All of the material must be duplicated exactly, line by line.

== Segment start ==

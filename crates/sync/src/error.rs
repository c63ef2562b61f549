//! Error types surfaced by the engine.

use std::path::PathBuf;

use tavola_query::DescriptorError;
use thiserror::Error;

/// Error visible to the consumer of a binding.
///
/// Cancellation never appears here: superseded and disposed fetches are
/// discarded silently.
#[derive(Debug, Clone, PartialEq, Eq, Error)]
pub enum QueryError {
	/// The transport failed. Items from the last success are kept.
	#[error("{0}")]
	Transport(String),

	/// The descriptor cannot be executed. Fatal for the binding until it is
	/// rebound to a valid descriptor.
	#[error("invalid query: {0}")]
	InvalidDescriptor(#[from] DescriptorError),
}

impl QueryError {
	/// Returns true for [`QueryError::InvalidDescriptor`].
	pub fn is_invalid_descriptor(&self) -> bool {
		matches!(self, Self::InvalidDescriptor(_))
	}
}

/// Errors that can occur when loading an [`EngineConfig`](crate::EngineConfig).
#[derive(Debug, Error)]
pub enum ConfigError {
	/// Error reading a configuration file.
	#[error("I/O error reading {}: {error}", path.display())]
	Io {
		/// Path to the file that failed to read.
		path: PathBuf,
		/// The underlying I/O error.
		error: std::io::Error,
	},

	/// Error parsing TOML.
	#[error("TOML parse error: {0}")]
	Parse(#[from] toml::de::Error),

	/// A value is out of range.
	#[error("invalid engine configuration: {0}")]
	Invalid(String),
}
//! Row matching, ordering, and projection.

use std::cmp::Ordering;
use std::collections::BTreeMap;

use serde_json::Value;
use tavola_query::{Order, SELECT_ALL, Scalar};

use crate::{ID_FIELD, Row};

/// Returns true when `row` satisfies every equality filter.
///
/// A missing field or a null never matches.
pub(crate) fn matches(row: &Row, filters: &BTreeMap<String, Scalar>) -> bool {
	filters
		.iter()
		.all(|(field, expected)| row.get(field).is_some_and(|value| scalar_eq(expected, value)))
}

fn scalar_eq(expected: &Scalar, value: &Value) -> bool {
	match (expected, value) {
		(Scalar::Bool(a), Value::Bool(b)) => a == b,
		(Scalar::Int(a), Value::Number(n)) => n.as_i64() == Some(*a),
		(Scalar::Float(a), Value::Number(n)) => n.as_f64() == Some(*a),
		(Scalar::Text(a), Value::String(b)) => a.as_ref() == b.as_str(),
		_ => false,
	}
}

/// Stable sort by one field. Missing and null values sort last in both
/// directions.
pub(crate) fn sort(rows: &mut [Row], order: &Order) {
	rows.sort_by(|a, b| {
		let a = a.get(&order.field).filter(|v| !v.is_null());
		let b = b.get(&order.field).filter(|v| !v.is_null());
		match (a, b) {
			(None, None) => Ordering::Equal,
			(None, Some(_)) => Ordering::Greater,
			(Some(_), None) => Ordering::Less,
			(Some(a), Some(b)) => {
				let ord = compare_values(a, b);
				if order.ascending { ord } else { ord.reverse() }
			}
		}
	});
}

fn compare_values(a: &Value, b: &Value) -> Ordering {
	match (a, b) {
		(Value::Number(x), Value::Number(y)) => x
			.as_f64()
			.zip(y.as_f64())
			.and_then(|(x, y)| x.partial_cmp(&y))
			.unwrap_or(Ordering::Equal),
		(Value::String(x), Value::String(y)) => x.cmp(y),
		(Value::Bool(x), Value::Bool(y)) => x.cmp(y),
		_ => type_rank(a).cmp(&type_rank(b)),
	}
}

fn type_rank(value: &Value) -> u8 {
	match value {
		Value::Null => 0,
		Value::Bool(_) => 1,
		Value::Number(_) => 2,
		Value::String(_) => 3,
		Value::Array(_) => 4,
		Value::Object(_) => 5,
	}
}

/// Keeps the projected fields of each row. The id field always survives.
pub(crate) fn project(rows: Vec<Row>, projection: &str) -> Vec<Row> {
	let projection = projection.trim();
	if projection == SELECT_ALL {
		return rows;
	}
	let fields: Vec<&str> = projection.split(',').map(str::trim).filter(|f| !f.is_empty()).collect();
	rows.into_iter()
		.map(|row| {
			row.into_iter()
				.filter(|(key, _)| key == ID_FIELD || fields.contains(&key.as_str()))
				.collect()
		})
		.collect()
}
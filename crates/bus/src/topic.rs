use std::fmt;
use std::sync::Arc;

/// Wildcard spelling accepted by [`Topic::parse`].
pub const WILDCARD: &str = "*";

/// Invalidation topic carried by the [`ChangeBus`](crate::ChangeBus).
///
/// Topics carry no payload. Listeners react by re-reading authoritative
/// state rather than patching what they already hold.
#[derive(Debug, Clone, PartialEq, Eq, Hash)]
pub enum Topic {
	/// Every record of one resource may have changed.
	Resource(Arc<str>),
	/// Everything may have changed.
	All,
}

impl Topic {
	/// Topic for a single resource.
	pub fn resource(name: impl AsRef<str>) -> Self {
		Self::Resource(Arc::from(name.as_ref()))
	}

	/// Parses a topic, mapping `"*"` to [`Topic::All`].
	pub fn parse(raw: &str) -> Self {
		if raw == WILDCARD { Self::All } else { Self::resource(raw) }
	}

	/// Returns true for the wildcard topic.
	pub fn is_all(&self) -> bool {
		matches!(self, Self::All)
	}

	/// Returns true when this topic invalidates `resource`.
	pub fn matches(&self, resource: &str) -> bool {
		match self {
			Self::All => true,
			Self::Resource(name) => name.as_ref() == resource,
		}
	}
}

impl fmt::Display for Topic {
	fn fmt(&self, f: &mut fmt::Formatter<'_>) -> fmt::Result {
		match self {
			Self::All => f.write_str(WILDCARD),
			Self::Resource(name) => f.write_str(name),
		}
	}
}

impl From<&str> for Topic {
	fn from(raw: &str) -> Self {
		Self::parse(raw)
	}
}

== Segment end ==

» Answer section
filename crates/sync/src/error.rs
repository c63ef2562b61f549
//! Error types surfaced by the engine.

use std::path::PathBuf;

use tavola_query::DescriptorError;
use thiserror::Error;

/// Error visible to the consumer of a binding.
///
/// Cancellation never appears here: superseded and disposed fetches are
/// discarded silently.
#[derive(Debug, Clone, PartialEq, Eq, Error)]
pub enum QueryError {
	/// The transport failed. Items from the last success are kept.
	#[error("{0}")]
	Transport(String),

	/// The descriptor cannot be executed. Fatal for the binding until it is
	/// rebound to a valid descriptor.
	#[error("invalid query: {0}")]
	InvalidDescriptor(#[from] DescriptorError),
}

impl QueryError {
	/// Returns true for [`QueryError::InvalidDescriptor`].
	pub fn is_invalid_descriptor(&self) -> bool {
		matches!(self, Self::InvalidDescriptor(_))
	}
}

/// Errors that can occur when loading an [`EngineConfig`](crate::EngineConfig).
#[derive(Debug, Error)]
pub enum ConfigError {
	/// Error reading a configuration file.
	#[error("I/O error reading {}: {error}", path.display())]
	Io {
		/// Path to the file that failed to read.
		path: PathBuf,
		/// The underlying I/O error.
		error: std::io::Error,
	},

	/// Error parsing TOML.
	#[error("TOML parse error: {0}")]
	Parse(#[from] toml::de::Error),

	/// A value is out of range.
	#[error("invalid engine configuration: {0}")]
	Invalid(String),
}
//! Row matching, ordering, and projection.

use std::cmp::Ordering;
use std::collections::BTreeMap;

use serde_json::Value;
use tavola_query::{Order, SELECT_ALL, Scalar};

use crate::{ID_FIELD, Row};

/// Returns true when `row` satisfies every equality filter.
///
/// A missing field or a null never matches.
pub(crate) fn matches(row: &Row, filters: &BTreeMap<String, Scalar>) -> bool {
	filters
		.iter()
		.all(|(field, expected)| row.get(field).is_some_and(|value| scalar_eq(expected, value)))
}

fn scalar_eq(expected: &Scalar, value: &Value) -> bool {
	match (expected, value) {
		(Scalar::Bool(a), Value::Bool(b)) => a == b,
		(Scalar::Int(a), Value::Number(n)) => n.as_i64() == Some(*a),
		(Scalar::Float(a), Value::Number(n)) => n.as_f64() == Some(*a),
		(Scalar::Text(a), Value::String(b)) => a.as_ref() == b.as_str(),
		_ => false,
	}
}

/// Stable sort by one field. Missing and null values sort last in both
/// directions.
pub(crate) fn sort(rows: &mut [Row], order: &Order) {
	rows.sort_by(|a, b| {
		let a = a.get(&order.field).filter(|v| !v.is_null());
		let b = b.get(&order.field).filter(|v| !v.is_null());
		match (a, b) {
			(None, None) => Ordering::Equal,
			(None, Some(_)) => Ordering::Greater,
			(Some(_), None) => Ordering::Less,
			(Some(a), Some(b)) => {
				let ord = compare_values(a, b);
				if order.ascending { ord } else { ord.reverse() }
			}
		}
	});
}

fn compare_values(a: &Value, b: &Value) -> Ordering {
	match (a, b) {
		(Value::Number(x), Value::Number(y)) => x
			.as_f64()
			.zip(y.as_f64())
			.and_then(|(x, y)| x.partial_cmp(&y))
			.unwrap_or(Ordering::Equal),
		(Value::String(x), Value::String(y)) => x.cmp(y),
		(Value::Bool(x), Value::Bool(y)) => x.cmp(y),
		_ => type_rank(a).cmp(&type_rank(b)),
	}
}

fn type_rank(value: &Value) -> u8 {
	match value {
		Value::Null => 0,
		Value::Bool(_) => 1,
		Value::Number(_) => 2,
		Value::String(_) => 3,
		Value::Array(_) => 4,
		Value::Object(_) => 5,
	}
}

/// Keeps the projected fields of each row. The id field always survives.
pub(crate) fn project(rows: Vec<Row>, projection: &str) -> Vec<Row> {
	let projection = projection.trim();
	if projection == SELECT_ALL {
		return rows;
	}
	let fields: Vec<&str> = projection.split(',').map(str::trim).filter(|f| !f.is_empty()).collect();
	rows.into_iter()
		.map(|row| {
			row.into_iter()
				.filter(|(key, _)| key == ID_FIELD || fields.contains(&key.as_str()))
				.collect()
		})
		.collect()
}
filename crates/bus/src/topic.rs
use std::fmt;
use std::sync::Arc;

/// Wildcard spelling accepted by [`Topic::parse`].
pub const WILDCARD: &str = "*";

/// Invalidation topic carried by the [`ChangeBus`](crate::ChangeBus).
///
/// Topics carry no payload. Listeners react by re-reading authoritative
/// state rather than patching what they already hold.
#[derive(Debug, Clone, PartialEq, Eq, Hash)]
pub enum Topic {
	/// Every record of one resource may have changed.
	Resource(Arc<str>),
	/// Everything may have changed.
	All,
}

impl Topic {
	/// Topic for a single resource.
	pub fn resource(name: impl AsRef<str>) -> Self {
		Self::Resource(Arc::from(name.as_ref()))
	}

	/// Parses a topic, mapping `"*"` to [`Topic::All`].
	pub fn parse(raw: &str) -> Self {
		if raw == WILDCARD { Self::All } else { Self::resource(raw) }
	}

	/// Returns true for the wildcard topic.
	pub fn is_all(&self) -> bool {
		matches!(self, Self::All)
	}

	/// Returns true when this topic invalidates `resource`.
	pub fn matches(&self, resource: &str) -> bool {
		match self {
			Self::All => true,
			Self::Resource(name) => name.as_ref() == resource,
		}
	}
}

impl fmt::Display for Topic {
	fn fmt(&self, f: &mut fmt::Formatter<'_>) -> fmt::Result {
		match self {
			Self::All => f.write_str(WILDCARD),
			Self::Resource(name) => f.write_str(name),
		}
	}
}

impl From<&str> for Topic {
	fn from(raw: &str) -> Self {
		Self::parse(raw)
	}
}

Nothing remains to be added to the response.